AT&T has long denied it, but the NDIA has released a series of independently-verified reports showing that AT&T routinely refuses to upgrade poor and minority markets, again despite decades of untold state and federal subsidies aimed at covering the cost. But since AT&T isn't transparent about what data it uses to calculate deployment, and the federal government no longer cares about holding telecom monopolies accountable for anything, it never quite seems to matter. AT&T's a "valued partner" of the NSA, after all, and an investigation into false claims or misspent subsidies wouldn't look too hot.
AT&T's narrative here is that it's ok to stop selling and upgrading DSL because fiber or wireless will be easily available in these markets. But that's simply not the case. Both fiber and wireless availability is spotty at best in many of these markets, and the cost (and caveats like caps and throttling) means wireless doesn't make sense as a wired alternative, especially for low-income families. 5G isn't a panacea. U.S. consumers already pay some of the highest prices in the developed world for wireless, and carriers like AT&T are hard at work trying to hide patchy 5G availability.
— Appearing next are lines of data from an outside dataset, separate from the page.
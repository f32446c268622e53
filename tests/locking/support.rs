#![allow(dead_code)]

use std::time::Duration;

use table_lock::{InMemoryLockStore, LockConfig, LockCoordinator};

pub fn init_tracing() {
    let _ = tracing_subscriber::fmt()
        .with_env_filter(tracing_subscriber::EnvFilter::from_default_env())
        .with_test_writer()
        .try_init();
}

pub fn ms(n: u64) -> Duration {
    Duration::from_millis(n)
}

/// A coordinator over a private store, spinning every millisecond.
pub fn coordinator() -> LockCoordinator {
    init_tracing();
    LockCoordinator::new(InMemoryLockStore::new())
        .with_config(LockConfig::default().spin_delay(ms(1)))
}
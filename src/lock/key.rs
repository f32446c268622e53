use std::fmt;

use base64::engine::general_purpose::URL_SAFE_NO_PAD;
use base64::Engine;
use serde::{Deserialize, Serialize};

use crate::error::LockError;

/// Identity of a lockable resource: a domain (usually a table name) plus
/// the encoded key of the entity inside it.
///
/// Both parts take part in equality, so the same key in two domains maps
/// to two independent locks.
#[derive(Debug, Clone, PartialEq, Eq, Hash, PartialOrd, Ord, Serialize, Deserialize)]
pub struct LockKey {
    domain: String,
    key: Vec<u8>,
}

impl LockKey {
    /// Build a lock key from any serializable key value.
    ///
    /// The key is stored as its `bitcode` encoding, so values that encode
    /// identically (`"a"` and `String::from("a")`) address the same lock.
    pub fn new<K: Serialize + ?Sized>(
        domain: impl Into<String>,
        key: &K,
    ) -> Result<Self, LockError> {
        let key =
            bitcode::serialize(&key).map_err(|e| LockError::InvalidKey(e.to_string()))?;
        Ok(LockKey {
            domain: domain.into(),
            key,
        })
    }

    /// Build a lock key from already-encoded key bytes.
    pub fn from_bytes(domain: impl Into<String>, key: impl Into<Vec<u8>>) -> Self {
        LockKey {
            domain: domain.into(),
            key: key.into(),
        }
    }

    pub fn domain(&self) -> &str {
        &self.domain
    }

    pub fn key_bytes(&self) -> &[u8] {
        &self.key
    }
}

impl fmt::Display for LockKey {
    fn fmt(&self, f: &mut fmt::Formatter<'_>) -> fmt::Result {
        write!(f, "{}/{}", self.domain, URL_SAFE_NO_PAD.encode(&self.key))
    }
}
//! Advisory, per-key exclusive locks over entries in a shared table.
//!
//! Locks live as records in a [`LockStore`]; a caller holds a key when its
//! conditional insert succeeds. There is no lock server. Abandoned records
//! expire after a lease and are reclaimed by the next contender, and the
//! protected callback runs under a time budget after which the lock is
//! released regardless.
//!
//! ```
//! use table_lock::{InMemoryLockStore, InMemoryTable, LockConfig, LockCoordinator, Timeout};
//!
//! let coordinator = LockCoordinator::new(InMemoryLockStore::new())
//!     .with_config(LockConfig::default().wait_timeout(Timeout::millis(150)));
//! let inventory = InMemoryTable::new("inventory");
//!
//! let writer = inventory.clone();
//! coordinator
//!     .with_lock(&inventory, &"widget", move |stock, _cancel| {
//!         if stock.is_empty() {
//!             writer.insert("widget", 3).unwrap();
//!         }
//!     })
//!     .unwrap();
//! assert_eq!(inventory.get(&"widget").unwrap(), vec![3]);
//! ```

pub mod clock;
pub mod config;
pub mod coordinator;
pub mod error;
pub mod lock;
pub mod table;

pub use clock::{Clock, ManualClock, SystemClock};
pub use config::{LockConfig, Timeout};
pub use coordinator::{Cancellation, LockCoordinator};
pub use error::LockError;
pub use lock::{Expiry, InMemoryLockStore, LockKey, LockRecord, LockStore, OwnerId};
pub use table::{InMemoryTable, Table};

/// Run `callback` under the lock for `(table.name(), key)` using the
/// process-wide default store and default config.
pub fn with_lock<T, F, R>(table: &T, key: &T::Key, callback: F) -> Result<R, LockError>
where
    T: Table,
    F: FnOnce(Vec<T::Entry>, Cancellation) -> R + Send + 'static,
    R: Send + 'static,
{
    let coordinator: LockCoordinator = LockCoordinator::default();
    coordinator.with_lock(table, key, callback)
}

/// Like [`with_lock`] with an explicit config.
pub fn with_lock_config<T, F, R>(
    table: &T,
    key: &T::Key,
    callback: F,
    config: &LockConfig,
) -> Result<R, LockError>
where
    T: Table,
    F: FnOnce(Vec<T::Entry>, Cancellation) -> R + Send + 'static,
    R: Send + 'static,
{
    let coordinator: LockCoordinator = LockCoordinator::default();
    coordinator.with_lock_config(table, key, callback, config)
}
AT&T's decision to axe DSL leaves users with even fewer options than they've had previously -- at a time when broadband is essential to surviving a plague. This is a company that just received $42 billion in tax breaks from the Trump administration in exchange for investment cuts and 42,000 layoffs. It's routinely under fire for under-delivering on promises and misrepresenting where broadband is available. But again, because it's tethered to our intelligence and law enforcement communities, and insulated from meaningful competition as a natural monopoly, it's immune from any genuine accountability whatsoever.